━━━━━ Listed entries

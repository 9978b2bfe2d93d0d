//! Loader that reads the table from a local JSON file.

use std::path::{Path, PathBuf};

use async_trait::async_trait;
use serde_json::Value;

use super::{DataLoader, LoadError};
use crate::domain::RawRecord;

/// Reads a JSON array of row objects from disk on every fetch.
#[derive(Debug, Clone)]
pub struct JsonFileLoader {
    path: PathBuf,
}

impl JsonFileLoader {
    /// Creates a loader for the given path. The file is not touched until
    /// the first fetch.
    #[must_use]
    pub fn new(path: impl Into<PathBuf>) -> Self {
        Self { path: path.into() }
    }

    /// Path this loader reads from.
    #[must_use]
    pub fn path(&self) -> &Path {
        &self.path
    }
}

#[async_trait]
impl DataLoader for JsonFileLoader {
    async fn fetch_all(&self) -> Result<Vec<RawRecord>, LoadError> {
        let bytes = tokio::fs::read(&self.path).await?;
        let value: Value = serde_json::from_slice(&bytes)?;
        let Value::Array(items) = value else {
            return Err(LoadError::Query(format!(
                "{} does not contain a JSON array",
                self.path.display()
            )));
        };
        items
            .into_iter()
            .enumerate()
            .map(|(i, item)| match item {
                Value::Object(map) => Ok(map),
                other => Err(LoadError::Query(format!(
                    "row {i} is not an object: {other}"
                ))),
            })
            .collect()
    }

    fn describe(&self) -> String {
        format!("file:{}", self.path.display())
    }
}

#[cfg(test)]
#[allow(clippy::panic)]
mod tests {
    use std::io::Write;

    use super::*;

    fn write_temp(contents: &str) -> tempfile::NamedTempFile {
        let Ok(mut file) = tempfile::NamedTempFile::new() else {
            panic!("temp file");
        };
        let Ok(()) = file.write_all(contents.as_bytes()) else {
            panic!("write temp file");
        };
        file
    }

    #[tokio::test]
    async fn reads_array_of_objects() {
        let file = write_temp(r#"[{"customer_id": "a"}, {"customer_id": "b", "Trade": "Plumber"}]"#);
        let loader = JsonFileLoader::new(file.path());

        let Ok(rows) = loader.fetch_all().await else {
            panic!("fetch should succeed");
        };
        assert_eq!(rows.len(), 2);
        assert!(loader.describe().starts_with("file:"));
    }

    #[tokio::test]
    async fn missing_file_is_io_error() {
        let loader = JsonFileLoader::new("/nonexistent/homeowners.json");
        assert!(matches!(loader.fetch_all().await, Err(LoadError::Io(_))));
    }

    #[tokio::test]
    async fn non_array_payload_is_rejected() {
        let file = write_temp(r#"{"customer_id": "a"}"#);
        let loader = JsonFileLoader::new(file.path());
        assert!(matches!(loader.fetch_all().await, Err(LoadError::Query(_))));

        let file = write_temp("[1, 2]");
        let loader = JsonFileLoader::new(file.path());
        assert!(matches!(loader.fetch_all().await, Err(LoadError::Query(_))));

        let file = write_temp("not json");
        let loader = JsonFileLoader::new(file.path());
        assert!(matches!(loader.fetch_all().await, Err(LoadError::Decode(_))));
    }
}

━━━━━━━━━━

Activity: Would you please return all lines of the data that include the word "impl"?

Exercise output:
impl JsonFileLoader {
    pub fn new(path: impl Into<PathBuf>) -> Self {
impl DataLoader for JsonFileLoader {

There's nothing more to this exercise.